The SEC Division of Investment Management has provided guidance regarding the application of the exemption from investment adviser registration available to an investment adviser that advises solely one or more “venture capital funds” as defined in Rule 203(l)-1 of the Advisers Act (the “VC Exemption”).
The guidance clarifies, among other things:
Venture capital advisers may have multiple private funds participating in any given portfolio company investment. For example, two venture capital funds with the same adviser (or advisers that are “related persons”) may each invest in the same portfolio company. They may do so through a single intermediate holding company that is not wholly owned by either of the funds, but rather is wholly owned by the two funds collectively. The Division will not object if an intermediate holding company is wholly owned collectively by more than one venture capital fund advised by the same investment adviser (or its related persons).

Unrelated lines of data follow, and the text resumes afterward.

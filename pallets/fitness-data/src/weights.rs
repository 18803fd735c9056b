#![cfg_attr(rustfmt, rustfmt_skip)]
#![allow(unused_parens)]
#![allow(unused_imports)]

use frame_support::{traits::Get, weights::{Weight, constants::RocksDbWeight}};
use sp_std::marker::PhantomData;

/// Weight functions needed for pallet_fitness_data.
pub trait WeightInfo {
    fn set_fitness_data(n: u32) -> Weight;
}

/// Default weights for pallet_fitness_data
pub struct SubstrateWeight<T>(PhantomData<T>);
impl<T: frame_system::Config> WeightInfo for SubstrateWeight<T> {
    /// The range of component `n` is `[0, 256]`.
    fn set_fitness_data(n: u32) -> Weight {
        Weight::from_parts(12_000, 0)
            .saturating_add(Weight::from_parts(1_200, 0).saturating_mul(n.into()))
            .saturating_add(T::DbWeight::get().reads(1))
            .saturating_add(T::DbWeight::get().writes(1))
    }
}

impl WeightInfo for () {
    fn set_fitness_data(n: u32) -> Weight {
        Weight::from_parts(12_000, 0)
            .saturating_add(Weight::from_parts(1_200, 0).saturating_mul(n.into()))
            .saturating_add(RocksDbWeight::get().reads(1))
            .saturating_add(RocksDbWeight::get().writes(1))
    }
}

Venture capital advisers will often accommodate U.S. tax-exempt and non-U.S. investors by forming an alternative investment vehicle (“AIV”) that is separate from the venture capital fund and that will elect to be taxed as a corporation. The Division will not object if an adviser relying on the VC Exemption disregards alternative investment vehicles when determining whether it can meet the requirements of the VC Exemption provided that the AIV is formed solely to address investors’ tax, legal or regulatory concerns and such AIV is not intended to circumvent the VC Exemption’s general limitation on investing in other investment vehicles.
The guidance discusses investments acquired by the adviser during fund raising and later transferred to a venture capital fund, referred to as “Warehoused Investments.” The Division will not object to an adviser treating a Warehoused Investment as if it were acquired directly from the qualifying portfolio company for purposes of the definition of “venture capital fund” under Rule 203(l)-1 of the Advisers Act provided that: (i) the Warehoused Investment is initially acquired by the adviser (or a person wholly owned and controlled by the adviser) directly from a qualifying portfolio company solely for the purpose of acquiring the investment for a prospective venture capital fund that is actively fundraising; and (ii) the terms of the Warehoused Investment are fully disclosed to each investor in the venture capital fund prior to each investor committing to invest in the fund.
The Division also gives guidance on the use of “side funds” and, at the end of a fund’s life, liquidating trusts.